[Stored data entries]
══════════

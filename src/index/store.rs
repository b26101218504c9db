use rustc_hash::FxHashMap;

use super::engine::DocumentId;
use super::postings::Postings;
use super::tokenizer::Analysis;

/// A committed, searchable document
#[derive(Debug, Clone)]
pub struct StoredDocument {
    pub url: String,
    /// md5 of the text the document was built from
    pub digest: [u8; 16],
    /// Number of indexed tokens
    pub length: u32,
    pub term_freqs: FxHashMap<String, u32>,
    pub positions: Option<FxHashMap<String, Vec<u32>>>,
}

impl StoredDocument {
    pub fn new(url: String, digest: [u8; 16], analysis: Analysis) -> Self {
        Self {
            url,
            digest,
            length: analysis.length,
            term_freqs: analysis.term_freqs,
            positions: analysis.positions,
        }
    }

    pub fn term_freq(&self, term: &str) -> u32 {
        self.term_freqs.get(term).copied().unwrap_or(0)
    }
}

/// The committed side of an index: documents by id, the URL lookup table and
/// the postings built from them.
#[derive(Debug, Default)]
pub struct DocumentStore {
    docs: FxHashMap<DocumentId, StoredDocument>,
    url_to_id: FxHashMap<String, DocumentId>,
    postings: Postings,
    total_length: u64,
    next_id: DocumentId,
}

impl DocumentStore {
    pub fn new() -> Self {
        Self::default()
    }

    /// Rebuild from persisted parts
    pub fn restore(
        docs: FxHashMap<DocumentId, StoredDocument>,
        postings: Postings,
        next_id: DocumentId,
    ) -> Self {
        let url_to_id = docs.iter().map(|(id, doc)| (doc.url.clone(), *id)).collect();
        let total_length = docs.values().map(|doc| doc.length as u64).sum();
        let next_id = docs.keys().map(|id| id + 1).max().unwrap_or(0).max(next_id);
        Self {
            docs,
            url_to_id,
            postings,
            total_length,
            next_id,
        }
    }

    pub fn get(&self, id: DocumentId) -> Option<&StoredDocument> {
        self.docs.get(&id)
    }

    pub fn get_by_url(&self, url: &str) -> Option<&StoredDocument> {
        self.url_to_id.get(url).and_then(|id| self.docs.get(id))
    }

    pub fn contains_url(&self, url: &str) -> bool {
        self.url_to_id.contains_key(url)
    }

    pub fn postings(&self) -> &Postings {
        &self.postings
    }

    pub fn len(&self) -> usize {
        self.docs.len()
    }

    pub fn is_empty(&self) -> bool {
        self.docs.is_empty()
    }

    pub fn next_id(&self) -> DocumentId {
        self.next_id
    }

    pub fn avg_length(&self) -> f32 {
        if self.docs.is_empty() {
            0.0
        } else {
            self.total_length as f32 / self.docs.len() as f32
        }
    }

    pub fn iter(&self) -> impl Iterator<Item = (&DocumentId, &StoredDocument)> {
        self.docs.iter()
    }

    /// Insert or replace the document for `url`.
    /// A replaced document keeps its id.
    pub fn insert(&mut self, url: String, digest: [u8; 16], analysis: Analysis) -> DocumentId {
        let existing = self.url_to_id.get(&url).copied();
        let id = match existing {
            Some(id) => {
                self.unlink(id);
                id
            }
            None => {
                let id = self.next_id;
                self.next_id += 1;
                self.url_to_id.insert(url.clone(), id);
                id
            }
        };

        let doc = StoredDocument::new(url, digest, analysis);
        self.postings.add_document(id, doc.term_freqs.keys());
        self.total_length += doc.length as u64;
        self.docs.insert(id, doc);
        id
    }

    /// Remove the document for `url`, returning whether it was present.
    /// Its id is never handed out again.
    pub fn remove(&mut self, url: &str) -> bool {
        match self.url_to_id.remove(url) {
            Some(id) => {
                self.unlink(id);
                true
            }
            None => false,
        }
    }

    fn unlink(&mut self, id: DocumentId) {
        if let Some(old) = self.docs.remove(&id) {
            self.postings.remove_document(id, old.term_freqs.keys());
            self.total_length -= old.length as u64;
        }
    }
}
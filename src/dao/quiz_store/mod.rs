#[cfg(feature = "mongo-store")]
pub mod mongodb;

use futures::future::BoxFuture;
use uuid::Uuid;

use crate::dao::models::{ParticipantEntity, QuestionEntity, RoomEntity, ScoreEntity};
use crate::dao::storage::StorageResult;

/// One scored answer to fold into a participant's ledger row.
///
/// Creates the row on first use, increments it afterwards. Counters only ever
/// go up; `reset_scores` is the sole destructive operation.
#[derive(Debug, Clone)]
pub struct ScoreUpsert {
    /// Membership record keying the ledger row.
    pub participant_id: Uuid,
    /// Global identity of the user.
    pub user_id: Uuid,
    /// Room scope for reset and leaderboard queries.
    pub room_id: Uuid,
    /// Display name captured for leaderboard rendering.
    pub username: String,
    /// Points awarded by this answer (zero when incorrect).
    pub points: u64,
    /// Whether the answer matched the correct option.
    pub correct: bool,
}

/// Abstraction over the persistence layer consumed by the session engine.
///
/// The engine never sees the database driver; everything it reads or writes
/// goes through this trait so tests can substitute an in-memory double.
pub trait QuizStore: Send + Sync {
    /// Fetch a room by id.
    fn find_room(&self, id: Uuid) -> BoxFuture<'static, StorageResult<Option<RoomEntity>>>;
    /// Mark a room `IN_PROGRESS` with a start timestamp, returning the updated record.
    fn mark_room_started(&self, id: Uuid)
    -> BoxFuture<'static, StorageResult<Option<RoomEntity>>>;
    /// Questions of a quiz ordered by their `order` field, ascending.
    fn ordered_questions(
        &self,
        quiz_id: Uuid,
    ) -> BoxFuture<'static, StorageResult<Vec<QuestionEntity>>>;
    /// Registered participants of a room (the persisted roster).
    fn participants(
        &self,
        room_id: Uuid,
    ) -> BoxFuture<'static, StorageResult<Vec<ParticipantEntity>>>;
    /// Delete every score row scoped to the room. Returns the number removed.
    fn reset_scores(&self, room_id: Uuid) -> BoxFuture<'static, StorageResult<u64>>;
    /// Create-or-increment a participant's score row atomically.
    fn upsert_score(&self, update: ScoreUpsert) -> BoxFuture<'static, StorageResult<()>>;
    /// Top score rows for a room ordered by score descending, then participant
    /// id ascending as the deterministic tie-break.
    fn top_scores(
        &self,
        room_id: Uuid,
        limit: usize,
    ) -> BoxFuture<'static, StorageResult<Vec<ScoreEntity>>>;
    /// Cheap connectivity probe used by the storage supervisor.
    fn health_check(&self) -> BoxFuture<'static, StorageResult<()>>;
    /// Re-establish the backend connection after a failed health check.
    fn try_reconnect(&self) -> BoxFuture<'static, StorageResult<()>>;
}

══════════

**Description of the task:** If a line in the records holds the string "ascending", copy it.

**Solution to the exercise:**
    /// Questions of a quiz ordered by their `order` field, ascending.
    /// id ascending as the deterministic tie-break.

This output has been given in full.